Part 4 of 8
Protect People and Assets — Threat Assessment, Protective Action and Defensible Property Decisions
Protect people and assets during wildfire operations by assessing who and what may be threatened, applying protective procedures under direction, controlling access to hazardous locations and monitoring safety as conditions change. This stage is about disciplined judgement, clear priorities and practical support for the wider wildfire response.
Part 4 refresher progress
Mark each section as refreshed while you work through the people-and-assets protection process.
By the end of Part 4, you should be able to:
Explain how crews assess the number, location and safety of people and assets in a threatened area.
Describe how protective procedures are implemented under direction to protect people in the path of wildfire.
Recognise the need to control access to hazardous locations in line with organisational procedures.
Understand property defensibility, occupier assistance, safety monitoring and post-fire checking/reporting.
Assess the people and assets at risk
As far as conditions allow, crews determine and assess the number, location and safety of people and assets in the threatened area.
Start with the threat picture
Protect people and assets during wildfire operations by first building a clear threat picture. The course places this step before protective action because crews need to understand what may be exposed. Therefore, the assessment begins with people, then expands to assets that may be affected by the wildfire.

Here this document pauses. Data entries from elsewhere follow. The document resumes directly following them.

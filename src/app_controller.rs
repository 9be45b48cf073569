use anyhow::{anyhow, Context, Result};
use futures::stream::{self, StreamExt};
use indicatif::{ProgressBar, ProgressStyle};
use log::{error, info, warn};
use serde_json::Value;
use std::path::{Path, PathBuf};
use std::time::{Duration, Instant};

use crate::analysis::SpeechAnalyzer;
use crate::app_config::Config;
use crate::file_utils::FileManager;
use crate::transcript::Transcript;

// @module: Application controller for transcript analysis

/// Transcripts analysed at once in folder mode
pub const MAX_CONCURRENT_FILES: usize = 4;

/// Which pipelines to run for each transcript
#[derive(Debug, Clone, Copy, PartialEq, Eq)]
pub enum AnalysisMode {
    /// Pace and pauses, as one combined report
    Full,
    /// Pace only
    Pace,
    /// Pauses only
    Pauses,
}

/// What happened to one input file
#[derive(Debug, Clone, PartialEq, Eq)]
pub enum FileOutcome {
    /// Report written to the given path
    Written(PathBuf),
    /// A report already existed and overwrite was not forced
    Skipped(PathBuf),
}

/// Counts from a folder run
#[derive(Debug, Clone, Default, PartialEq, Eq)]
pub struct FolderSummary {
    pub processed: usize,
    pub skipped: usize,
    pub errors: usize,
}

/// Main application controller for transcript analysis
pub struct Controller {
    // @field: App configuration
    config: Config,
    // @field: Analysis engine shared by every file
    analyzer: SpeechAnalyzer,
    // @field: Pipelines to run
    mode: AnalysisMode,
}

impl Controller {
    // @method: Create a controller whose analyzer is built from the configuration
    pub fn with_config(config: Config) -> Result<Self> {
        let analyzer = SpeechAnalyzer::from_config(&config)
            .context("Failed to create the speech analyzer")?;
        Ok(Self::with_analyzer(config, analyzer))
    }

    // @method: Create a controller around an existing analyzer
    pub fn with_analyzer(config: Config, analyzer: SpeechAnalyzer) -> Self {
        Self {
            config,
            analyzer,
            mode: AnalysisMode::Full,
        }
    }

    /// Select the pipelines to run
    pub fn mode(mut self, mode: AnalysisMode) -> Self {
        self.mode = mode;
        self
    }

    /// Configuration in use
    pub fn config(&self) -> &Config {
        &self.config
    }

    /// Run the selected pipelines over a transcript and return the report as JSON
    pub async fn analyze_transcript(&self, transcript: &Transcript) -> Result<Value> {
        let value = match self.mode {
            AnalysisMode::Full => serde_json::to_value(self.analyzer.analyze(transcript).await)?,
            AnalysisMode::Pace => serde_json::to_value(self.analyzer.analyze_pace(transcript))?,
            AnalysisMode::Pauses => {
                serde_json::to_value(self.analyzer.analyze_pauses(transcript).await)?
            }
        };
        Ok(value)
    }

    /// Analyse one transcript file and return the report without writing it
    pub async fn analyze_file(&self, input_file: &Path) -> Result<Value> {
        let transcript = FileManager::read_transcript(input_file)?;
        if transcript.is_empty() {
            warn!("{:?} has no usable word timestamps", input_file);
        }
        self.analyze_transcript(&transcript).await
    }

    /// Analyse one transcript file and write `<stem>.analysis.json` next to it
    pub async fn run(&self, input_file: PathBuf, force_overwrite: bool) -> Result<FileOutcome> {
        if !FileManager::file_exists(&input_file) {
            return Err(anyhow!("Input file does not exist: {:?}", input_file));
        }

        let output_path = FileManager::report_path_for(&input_file);
        if output_path.exists() && !force_overwrite {
            warn!(
                "Skipping {:?}, report already exists (use -f to force overwrite)",
                input_file
            );
            return Ok(FileOutcome::Skipped(output_path));
        }

        let start_time = Instant::now();
        let report = self.analyze_file(&input_file).await?;
        FileManager::write_json(&output_path, &report)?;

        info!(
            "Analysed {:?} in {}",
            input_file,
            Self::format_duration(start_time.elapsed())
        );
        Ok(FileOutcome::Written(output_path))
    }

    /// Analyse every transcript under a directory
    pub async fn run_folder(&self, input_dir: PathBuf, force_overwrite: bool) -> Result<FolderSummary> {
        let start_time = Instant::now();

        if !FileManager::dir_exists(&input_dir) {
            return Err(anyhow!("Input directory does not exist: {:?}", input_dir));
        }

        let transcripts = FileManager::find_transcripts(&input_dir)?;
        if transcripts.is_empty() {
            return Err(anyhow!("No transcript files found in directory: {:?}", input_dir));
        }

        let folder_pb = ProgressBar::new(transcripts.len() as u64);
        let template_result = ProgressStyle::default_bar()
            .template("{spinner:.green} [{elapsed_precise}] [{bar:40.cyan/blue}] {pos}/{len} files ({percent}%) {msg} {eta}")
            .or_else(|_| ProgressStyle::default_bar().template("{spinner} [{elapsed_precise}] [{bar:40}] {pos}/{len} ({percent}%) {msg}"))
            .unwrap_or_else(|_| ProgressStyle::default_bar());
        folder_pb.set_style(template_result.progress_chars("#>-"));
        folder_pb.set_message("Analysing transcripts");

        let outcomes: Vec<(PathBuf, Result<FileOutcome>)> = stream::iter(transcripts)
            .map(|path| {
                let folder_pb = folder_pb.clone();
                async move {
                    let outcome = self.run(path.clone(), force_overwrite).await;
                    folder_pb.inc(1);
                    (path, outcome)
                }
            })
            .buffer_unordered(MAX_CONCURRENT_FILES)
            .collect()
            .await;

        folder_pb.finish_with_message("Folder analysis complete");

        let mut summary = FolderSummary::default();
        for (path, outcome) in outcomes {
            match outcome {
                Ok(FileOutcome::Written(_)) => summary.processed += 1,
                Ok(FileOutcome::Skipped(_)) => summary.skipped += 1,
                Err(e) => {
                    error!("Error processing file {:?}: {:#}", path, e);
                    summary.errors += 1;
                }
            }
        }

        let summary_message = format!(
            "Folder analysis completed: {} processed, {} skipped, {} errors",
            summary.processed, summary.skipped, summary.errors
        );
        info!("{}", summary_message);

        let log_file_path = input_dir.join("pausewise.issues.log");
        let log_line = format!(
            "{} - {} - Duration: {}",
            input_dir.display(),
            summary_message,
            Self::format_duration(start_time.elapsed())
        );
        if let Err(e) = FileManager::append_to_log_file(&log_file_path, &log_line) {
            warn!("Failed to write folder summary to log file: {}", e);
        }

        Ok(summary)
    }

    fn format_duration(duration: Duration) -> String {
        let total_secs = duration.as_secs();
        let minutes = total_secs / 60;
        let seconds = total_secs % 60;
        let millis = duration.subsec_millis();

        if minutes > 0 {
            format!("{}m {}s", minutes, seconds)
        } else if seconds > 0 {
            format!("{}.{:03}s", seconds, millis)
        } else {
            format!("{}ms", millis)
        }
    }
}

The course wording is deliberate: “as far as conditions allow”. This matters. Crews work inside a changing operational environment. They gather and assess information where it is safe and practical to do so. The task is not to force certainty where conditions do not support it. Instead, the crew should form the best available picture and keep it current.
People remain the first priority
The assessment considers the number of people, their location and their safety. This keeps the response focused on immediate human consequences. It also helps the crew understand where protective action may be needed. A threatened area may include residents, visitors, workers or other people who require consideration within the wider operational plan.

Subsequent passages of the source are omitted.